By Julia Curio
Tibetan Plateau Vortices (TPVs) are meso-scale cyclones that originate over the Tibetan Plateau and move eastwards steered by the subtropical westerly jet above. These storms can also move off the Tibetan Plateau (TP) and travel as far east as eastern China. There they can trigger extreme precipitation events and flooding, e.g. in the Sichuan province and along the Yangtze River valley.
Feng et al. (2014) describe a TPV event occurring in July 2008 where a TPV moved off the TP and travelled north-eastward all the way to the coast of the Yellow Sea within five days. This TPV caused heavy rainfall over a large area of southern and eastern China, especially in the Sichuan province, where the maximum 24 h accumulated precipitation at one station reached 288 mm, which is about a quarter of the average annual precipitation.

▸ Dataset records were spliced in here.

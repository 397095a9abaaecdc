pub mod auth;
pub mod double_option;
pub mod equipment;
pub mod error;
pub mod health;
pub mod notifications;
pub mod profiles;
pub mod requests;
pub mod teams;

use axum::Router;
use serde::{Deserialize, Serialize};
use utoipa::{IntoParams, ToSchema};
use uuid::Uuid;

use crate::bootstrap::app_context::AppContext;
use crate::presentation::http::error::ApiError;

/// `{"status": "..."}` acknowledgement body.
#[derive(Debug, Serialize, ToSchema)]
pub struct StatusResponse {
    pub status: &'static str,
}

impl StatusResponse {
    pub fn new(status: &'static str) -> Self {
        Self { status }
    }
}

#[derive(Debug, Deserialize, IntoParams)]
#[into_params(parameter_in = Query)]
pub struct TeamIdQuery {
    pub team_id: Option<String>,
}

impl TeamIdQuery {
    /// Blank or missing ids are "not given"; malformed ones are a 400.
    pub fn optional(&self) -> Result<Option<Uuid>, ApiError> {
        match self.team_id.as_deref().map(str::trim) {
            None | Some("") => Ok(None),
            Some(raw) => Uuid::parse_str(raw)
                .map(Some)
                .map_err(|_| ApiError::bad_request("team_id must be a valid UUID")),
        }
    }

    pub fn required(&self) -> Result<Uuid, ApiError> {
        self.optional()?
            .ok_or_else(|| ApiError::bad_request("team_id parameter is required"))
    }
}

/// Every `/api` route; layers (CORS, tracing, docs) are added by the binary.
pub fn api_router(ctx: AppContext) -> Router {
    let api = Router::new()
        .merge(health::routes(ctx.clone()))
        .merge(auth::routes(ctx.clone()))
        .merge(teams::routes(ctx.clone()))
        .merge(profiles::routes(ctx.clone()))
        .merge(equipment::routes(ctx.clone()))
        .merge(requests::routes(ctx.clone()))
        .merge(notifications::routes(ctx));
    Router::new().nest("/api", api)
}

Within the MESETA project (Modelling physical and dynamical processes over the Tibetan Plateau and their regional effects over East Asia) we study TPVs in reanalysis data sets and a state of the art general circulation model (Curio et al. 2018a, in revision). We use the objective feature-tracking algorithm TRACK, developed by Kevin Hodges here in Reading, to identify TPVs and their paths. One aim of the project is to assess how well the model can represent TPVs using a 25 km horizontal resolution. Another is to connect the occurrence of TPVs to large-scale atmospheric circulation, e.g. the subtropical westerly jet and the monsoon system, and to analyse the conditions under which these systems can move off the TP and trigger extreme rainfall.

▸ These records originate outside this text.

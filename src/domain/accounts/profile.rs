use uuid::Uuid;

use super::user::{Role, User};

/// Role/team metadata attached to an account, loaded together with the account.
#[derive(Debug, Clone)]
pub struct Profile {
    pub id: Uuid,
    pub role: Role,
    pub team_id: Option<Uuid>,
    pub team_name: Option<String>,
    pub user: User,
    pub created_at: chrono::DateTime<chrono::Utc>,
}

/// An account as seen by the session layer: the user plus its profile, if any.
#[derive(Debug, Clone)]
pub struct Account {
    pub user: User,
    pub role: Option<Role>,
    pub team_id: Option<Uuid>,
}

impl Account {
    /// Accounts without a profile are treated as plain users.
    pub fn effective_role(&self) -> Role {
        self.role.unwrap_or(Role::User)
    }
}
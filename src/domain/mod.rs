pub mod accounts;
pub mod maintenance;
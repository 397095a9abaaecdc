use chrono::NaiveDate;
use uuid::Uuid;

use super::{SortField, SortOrder};
use crate::domain::maintenance::request::{MaintenanceRequest, RequestStatus, RequestType};

#[derive(Debug, Clone, Copy, PartialEq, Eq)]
pub enum RequestSort {
    CreatedAt,
    DueDate,
    ScheduledDate,
}

impl SortField for RequestSort {
    const ALL: &'static [Self] = &[
        RequestSort::CreatedAt,
        RequestSort::DueDate,
        RequestSort::ScheduledDate,
    ];

    fn name(&self) -> &'static str {
        match self {
            RequestSort::CreatedAt => "created_at",
            RequestSort::DueDate => "due_date",
            RequestSort::ScheduledDate => "scheduled_date",
        }
    }
}

#[derive(Debug, Clone)]
pub struct RequestFilter {
    pub status: Option<RequestStatus>,
    pub request_type: Option<RequestType>,
    pub team_id: Option<Uuid>,
    pub technician_id: Option<Uuid>,
    pub search: Option<String>,
    pub ordering: SortOrder<RequestSort>,
}

impl Default for RequestFilter {
    fn default() -> Self {
        Self {
            status: None,
            request_type: None,
            team_id: None,
            technician_id: None,
            search: None,
            ordering: SortOrder::desc(RequestSort::CreatedAt),
        }
    }
}

/// Request creation input as submitted by the caller.
#[derive(Debug, Clone)]
pub struct CreateRequestInput {
    pub subject: String,
    pub description: String,
    pub request_type: RequestType,
    pub status: RequestStatus,
    pub equipment_id: Option<Uuid>,
    pub team_id: Option<Uuid>,
    pub technician_id: Option<Uuid>,
    pub client_id: Option<Uuid>,
    pub scheduled_date: Option<chrono::DateTime<chrono::Utc>>,
    pub due_date: Option<NaiveDate>,
    pub duration_hours: Option<f64>,
}

/// Fully resolved row handed to the repository.
#[derive(Debug, Clone)]
pub struct NewRequest {
    pub subject: String,
    pub description: String,
    pub request_type: RequestType,
    pub status: RequestStatus,
    pub equipment_id: Option<Uuid>,
    pub team_id: Option<Uuid>,
    pub technician_id: Option<Uuid>,
    pub created_by_id: Uuid,
    pub client_id: Option<Uuid>,
    pub scheduled_date: Option<chrono::DateTime<chrono::Utc>>,
    pub due_date: Option<NaiveDate>,
    pub duration_hours: Option<f64>,
}

// Nullable fields: None => not provided; Some(None) => clear; Some(Some(v)) => set
#[derive(Debug, Clone, Default)]
pub struct RequestPatch {
    pub subject: Option<String>,
    pub description: Option<String>,
    pub request_type: Option<RequestType>,
    pub status: Option<RequestStatus>,
    pub equipment_id: Option<Option<Uuid>>,
    pub team_id: Option<Option<Uuid>>,
    pub technician_id: Option<Option<Uuid>>,
    pub client_id: Option<Option<Uuid>>,
    pub scheduled_date: Option<Option<chrono::DateTime<chrono::Utc>>>,
    pub due_date: Option<Option<NaiveDate>>,
    pub duration_hours: Option<Option<f64>>,
    /// Deactivate the request's equipment together with the row update.
    pub retire_equipment: bool,
}

#[derive(Debug, Clone)]
pub struct StatusColumn {
    pub status: RequestStatus,
    pub label: &'static str,
    pub count: usize,
    pub items: Vec<MaintenanceRequest>,
}

#[derive(Debug, Clone)]
pub struct TeamCount {
    pub team_id: Option<Uuid>,
    pub team_name: Option<String>,
    pub count: usize,
}

#[derive(Debug, Clone)]
pub struct TypeCount {
    pub request_type: RequestType,
    pub count: usize,
}

#[derive(Debug, Clone)]
pub struct RequestSummary {
    pub total: usize,
    pub open: usize,
    pub overdue: usize,
    pub by_team: Vec<TeamCount>,
    pub by_type: Vec<TypeCount>,
}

We discussed that it would be important to validate the results from the reanalyses with an independent observational dataset of TPVs before using the reanalyses to validate the model. We found out that the Institute of Plateau Meteorology (IPM) in Chengdu, the capital of the Sichuan Province, is publishing yearbooks of TPVs. These yearbooks are the only available observational dataset on TPVs, so we decided to get in contact with the IPM to establish a collaboration.
Mike Wong (former post-doc in Reading, now a forecaster at the Hong Kong observatory) and I visited the IPM in spring 2017. We had a great time there with Yongren Chen, which was filled with scientific discussions, great food and some sightseeing (including pandas).
To generate the TPV yearbooks the researchers at the IPM use a network of sounding stations and manually identify TPVs and follow their paths using the wind field at 500 hPa and the geopotential height values from the radiosonde soundings which are available every 12 hours.
Yongren then came to Reading for two months in early summer 2017 and we started evaluating our database. From the yearbooks we selected ten TPV cases which moved off the TP and were related to heavy rainfall. We then looked through our database to find the matching cases in a gridded reanalysis of the recent past, called ERA-Interim. In a second step, we completed the comparison by selecting another ten cases from the ERA-Interim database of TPVs and matched them to cases from the yearbooks.
Figure 1: Researchers in the MESETA project and their visitors (top row: Senfeng Liu (IAP, Beijing), Yongren Chen (IPM, Chengdu), Mike (Kai Chi) Wong, Julia Curio; bottom row: Reinhard Schiemann, Andy Turner).
This comparison (Curio et al. 2018b) shows that there are cases where the two methods agree and cases where they disagree. The study revealed possible reasons for disagreement, which are differences in the data coverage, differences in the data, and differences in the methods.
Figure 2: Path of a TPV selected from the TPV yearbook (black dots) and the matching TPV output from automated tracking using TRACK (blue dots).
We found cases where the automated method detects the systems much further west and therefore earlier during their lifetime (Figure 2), which is simply because the observational network (Figure 3) does not have any radiosonde stations in the western Tibetan Plateau where most of the systems are generated. This makes it difficult for the IPM to issue warnings in a timely manner since they only detect the TPV when they move east of 90°E.
Figure 3: Distribution of sounding stations (black dots) on the TP and its surroundings used for the manual TPV tracking. The colour shading shows the underlying orography.
The biggest advantage of the automated tracking of TPVs using a gridded dataset like ERA-Interim is the complete spatial coverage of the Tibetan Plateau and a relatively high temporal resolution of 6 hr, which leads to more reliable paths of the systems. The automated tracking is also objective and reproducible, while the manual tracking can lead to different results when performed by different forecasters.
Our colleagues at the IMP are interested in using the automated tracking to improve their forecasts, and thereby try to increase the lead-time for warnings of extreme rainfall events and subsequent flooding in the Sichuan province. We will continue our fruitful collaboration with the IPM and Yongren over the next years and try to implement the automated tracking of TPVs in the operational forecasting system used by the IPM.